Ses grands-parents prennent en charge ses frais de formation, étant relevé qu'elle bénéficie d'une bourse.

Elle déclare ne pas percevoir de revenus, sous réserve de son allocation de formation en 415 fr. par mois.

Les décomptes de l'Hospice général qu'elle présente confirment que le nombre de personnes "aidées" dans le foyer de sa mère est de huit, soit F______ et ses sept enfants, parmi lesquels figure notamment D______, qui est ainsi réputée vivre avec sa mère.

g.c C______ est âgée de 20 ans. Elle est inscrite à l'Ecole de culture générale J______, Genève.

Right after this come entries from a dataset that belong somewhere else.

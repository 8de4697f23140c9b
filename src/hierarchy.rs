//! Reachability over the entity parent graph, backing the `in` operator.
//!
//! Searches are iterative and keep a visited set, so cyclic graphs terminate
//! and graphs with many shared ancestors are walked once per query instead of
//! once per path. Answers are memoized per `(entity, target)` pair for the
//! lifetime of the cache, which callers scope to one request or one batch run
//! over a single entity store.

use std::cell::RefCell;
use std::collections::{HashMap, HashSet};

use tracing::trace;

use crate::types::{EntityStore, EntityUid};

#[derive(Debug, Default)]
pub struct HierarchyCache {
    memo: RefCell<HashMap<(EntityUid, EntityUid), bool>>,
}

impl HierarchyCache {
    pub fn new() -> Self {
        HierarchyCache::default()
    }

    /// True when `entity == target` or `target` is reachable from `entity`
    /// through parent edges. Entities missing from the store have no parents.
    pub fn is_ancestor(&self, store: &dyn EntityStore, entity: &EntityUid, target: &EntityUid) -> bool {
        if entity == target {
            return true;
        }
        if let Some(hit) = self.cached(entity, target) {
            return hit;
        }
        let targets = HashSet::from([target]);
        let found = self.search(store, entity, &targets);
        found.is_some()
    }

    /// True when `entity` is any of `targets` or reaches one of them.
    pub fn is_in_set(&self, store: &dyn EntityStore, entity: &EntityUid, targets: &[EntityUid]) -> bool {
        if targets.contains(entity) {
            return true;
        }

        let mut pending = HashSet::new();
        for target in targets {
            match self.cached(entity, target) {
                Some(true) => return true,
                Some(false) => {}
                None => {
                    pending.insert(target);
                }
            }
        }
        if pending.is_empty() {
            return false;
        }
        self.search(store, entity, &pending).is_some()
    }

    /// Number of memoized pairs.
    pub fn len(&self) -> usize {
        self.memo.borrow().len()
    }

    pub fn is_empty(&self) -> bool {
        self.memo.borrow().is_empty()
    }

    fn cached(&self, entity: &EntityUid, target: &EntityUid) -> Option<bool> {
        self.memo
            .borrow()
            .get(&(entity.clone(), target.clone()))
            .copied()
    }

    /// Walks the parents of `start` with an explicit stack until one of
    /// `targets` is found. Each parent is tested before it is queued.
    fn search(
        &self,
        store: &dyn EntityStore,
        start: &EntityUid,
        targets: &HashSet<&EntityUid>,
    ) -> Option<EntityUid> {
        let mut visited: HashSet<&EntityUid> = HashSet::from([start]);
        let mut stack: Vec<&EntityUid> = vec![start];
        let mut found = None;

        'walk: while let Some(uid) = stack.pop() {
            let Some(entity) = store.entity(uid) else {
                continue;
            };
            for parent in entity.parents() {
                if targets.contains(parent) {
                    found = Some(parent.clone());
                    break 'walk;
                }
                if visited.insert(parent) {
                    stack.push(parent);
                }
            }
        }

        trace!(
            event = "Hierarchy",
            phase = "Search",
            entity = start.to_string(),
            targets = targets.len(),
            visited = visited.len(),
            found = found.is_some()
        );

        let mut memo = self.memo.borrow_mut();
        match &found {
            Some(target) => {
                memo.insert((start.clone(), target.clone()), true);
            }
            // An exhausted walk covered the full ancestor closure of every
            // visited node, so none of them reaches any of the targets.
            None => {
                for uid in &visited {
                    for target in targets {
                        memo.insert(((*uid).clone(), (*target).clone()), false);
                    }
                }
            }
        }
        found
    }
}

#[cfg(test)]
mod tests {
    use super::*;
    use crate::types::{Entities, Entity};
    use std::time::{Duration, Instant};

    fn uid(id: &str) -> EntityUid {
        EntityUid::new("Node", id)
    }

    fn chain() -> Entities {
        Entities::from_entities([
            Entity::new(uid("a")).with_parent(uid("b")),
            Entity::new(uid("b")).with_parent(uid("c")),
            Entity::new(uid("c")),
        ])
        .unwrap()
    }

    #[test]
    fn test_reflexive() {
        let cache = HierarchyCache::new();
        let store = Entities::empty();
        assert!(cache.is_ancestor(&store, &uid("x"), &uid("x")));
        assert!(cache.is_in_set(&store, &uid("x"), &[uid("y"), uid("x")]));
    }

    #[test]
    fn test_transitive() {
        let cache = HierarchyCache::new();
        let store = chain();
        assert!(cache.is_ancestor(&store, &uid("a"), &uid("c")));
        assert!(!cache.is_ancestor(&store, &uid("c"), &uid("a")));
        assert!(cache.is_in_set(&store, &uid("a"), &[uid("z"), uid("c")]));
        assert!(!cache.is_in_set(&store, &uid("b"), &[uid("a"), uid("z")]));
        assert!(!cache.is_in_set(&store, &uid("b"), &[]));
    }

    #[test]
    fn test_missing_entity_has_no_parents() {
        let cache = HierarchyCache::new();
        let store = chain();
        assert!(!cache.is_ancestor(&store, &uid("ghost"), &uid("c")));
    }

    #[test]
    fn test_cycle_terminates() {
        let store = Entities::from_entities([
            Entity::new(uid("a")).with_parent(uid("b")),
            Entity::new(uid("b")).with_parent(uid("c")),
            Entity::new(uid("c")).with_parent(uid("a")),
        ])
        .unwrap();
        let cache = HierarchyCache::new();
        assert!(!cache.is_ancestor(&store, &uid("a"), &uid("d")));
        assert!(cache.is_ancestor(&store, &uid("a"), &uid("c")));
        assert!(cache.is_ancestor(&store, &uid("c"), &uid("b")));
    }

    #[test]
    fn test_memoizes_negative_walk() {
        let cache = HierarchyCache::new();
        let store = chain();
        assert!(!cache.is_ancestor(&store, &uid("a"), &uid("z")));
        // a, b and c were all visited and none reaches z.
        assert_eq!(cache.len(), 3);
        assert_eq!(cache.cached(&uid("b"), &uid("z")), Some(false));
        assert!(cache.is_ancestor(&store, &uid("a"), &uid("b")));
        assert_eq!(cache.cached(&uid("a"), &uid("b")), Some(true));
    }

    /// `n0 -> {l0, r0} -> n1 -> {l1, r1} -> ... -> n100`: 2^100 distinct paths.
    fn diamonds(depth: usize) -> Entities {
        let mut entities = Vec::new();
        for i in 0..depth {
            let next = uid(&format!("n{}", i + 1));
            entities.push(
                Entity::new(uid(&format!("n{i}")))
                    .with_parents([uid(&format!("l{i}")), uid(&format!("r{i}"))]),
            );
            entities.push(Entity::new(uid(&format!("l{i}"))).with_parent(next.clone()));
            entities.push(Entity::new(uid(&format!("r{i}"))).with_parent(next));
        }
        entities.push(Entity::new(uid(&format!("n{depth}"))));
        Entities::from_entities(entities).unwrap()
    }

    #[test]
    fn test_diamond_chain_is_linear() {
        let store = diamonds(100);
        let cache = HierarchyCache::new();
        let start = Instant::now();
        assert!(!cache.is_ancestor(&store, &uid("n0"), &uid("missing")));
        assert!(cache.is_ancestor(&store, &uid("n0"), &uid("n100")));
        assert!(!cache.is_in_set(&store, &uid("n0"), &[uid("x"), uid("y")]));
        assert!(start.elapsed() < Duration::from_secs(1));
    }
}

Dans ce cadre, elle prépare une maturité spécialisée dans le domaine de la santé qui, en cas de réussite, lui donnera accès à la procédure d'admission en première année bachelor des différentes filières d'une Haute école de santé. Elle ne sait pas encore ce qu'elle fera une fois qu'elle aura obtenu son certificat de maturité.

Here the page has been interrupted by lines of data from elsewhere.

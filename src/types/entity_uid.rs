//! Entity identifiers: a namespaced type path plus an id.

use std::fmt::{Display, Formatter, Result as FmtResult};
use std::str::FromStr;

use serde::{Deserialize, Serialize};
use utoipa::ToSchema;

use crate::error::PolicyError;

/// A namespaced entity type name, e.g. `User` or `Infra::Host`.
#[derive(
    Debug, Clone, PartialEq, Eq, Hash, PartialOrd, Ord, Default, Serialize, Deserialize, ToSchema,
)]
#[serde(transparent)]
pub struct EntityType(String);

impl EntityType {
    pub fn new(name: impl Into<String>) -> Self {
        EntityType(name.into())
    }

    pub fn as_str(&self) -> &str {
        &self.0
    }

    /// Namespace segments preceding the base type name.
    pub fn namespace(&self) -> Vec<&str> {
        let mut segments: Vec<&str> = self.0.split("::").collect();
        segments.pop();
        segments
    }

    /// The type name without its namespace.
    pub fn basename(&self) -> &str {
        self.0.rsplit("::").next().unwrap_or(&self.0)
    }
}

impl Display for EntityType {
    fn fmt(&self, f: &mut Formatter<'_>) -> FmtResult {
        write!(f, "{}", self.0)
    }
}

impl From<&str> for EntityType {
    fn from(v: &str) -> Self {
        EntityType::new(v)
    }
}

/// Identifies a principal, action, resource or any other entity.
///
/// The zero value (empty type and empty id) is the "unspecified" entity used
/// when a batch request leaves an entity dimension ignored. Attribute access on
/// it fails with [`crate::EvalError::UnspecifiedEntity`].
#[derive(
    Debug, Clone, PartialEq, Eq, Hash, PartialOrd, Ord, Default, Serialize, Deserialize, ToSchema,
)]
pub struct EntityUid {
    #[serde(rename = "type")]
    entity_type: EntityType,
    id: String,
}

impl EntityUid {
    pub fn new(entity_type: impl Into<EntityType>, id: impl Into<String>) -> Self {
        EntityUid {
            entity_type: entity_type.into(),
            id: id.into(),
        }
    }

    /// The sentinel for an entity dimension that was deliberately left out.
    pub fn unspecified() -> Self {
        EntityUid::default()
    }

    pub fn is_unspecified(&self) -> bool {
        self.entity_type.0.is_empty() && self.id.is_empty()
    }

    pub fn entity_type(&self) -> &EntityType {
        &self.entity_type
    }

    pub fn id(&self) -> &str {
        &self.id
    }
}

impl Display for EntityUid {
    fn fmt(&self, f: &mut Formatter<'_>) -> FmtResult {
        write!(f, "{}::\"{}\"", self.entity_type, self.id.escape_debug())
    }
}

/// Parses the `Ns::Type::"id"` form. Quotes around the id are required; the
/// type path is everything before the final `::`.
impl FromStr for EntityUid {
    type Err = PolicyError;

    fn from_str(s: &str) -> Result<Self, Self::Err> {
        let invalid = || PolicyError::InvalidFormat(format!("not an entity uid: {s}"));
        let quote = s.find("::\"").ok_or_else(invalid)?;
        let (ty, rest) = s.split_at(quote);
        let id = rest
            .strip_prefix("::\"")
            .and_then(|r| r.strip_suffix('"'))
            .ok_or_else(invalid)?;
        if ty.is_empty() || ty.split("::").any(|seg| seg.is_empty()) {
            return Err(invalid());
        }
        Ok(EntityUid::new(ty, id))
    }
}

Ses grands-parents prennent en charge ses frais de formation, étant relevé qu'elle bénéficie d'une bourse.

Elle déclare ne pas percevoir de revenus, sous réserve de son allocation de formation en 415 fr. par mois.

Les décomptes de l'Hospice général confirmant que le nombre de personnes "aidées" dans le foyer de sa mère est de huit, C______ est réputée vivre avec sa mère.

h. La cause a été gardée à juger par le Tribunal au terme de l'audience de plaidoiries du 27 mars 2024.

i. Dans son jugement du 31 mai 2024, le Tribunal a relevé que le bien-fondé de l'assertion de A______ selon laquelle il ne parvenait pas à atteindre le niveau de rémunération lui permettant d'acquitter les contributions fixées pour l'entretien de ses enfants était discutable, dans la mesure où la demande de suppression des contributions d'entretien avait été déposée en juin 2022, soit avant-même que l'intéressé ait effectivement repris son activité d'indépendant. Celui-ci avait ainsi escompté d'avance sur son incapacité financière à subvenir aux besoins de ses enfants au moment-même de recommencer à travailler.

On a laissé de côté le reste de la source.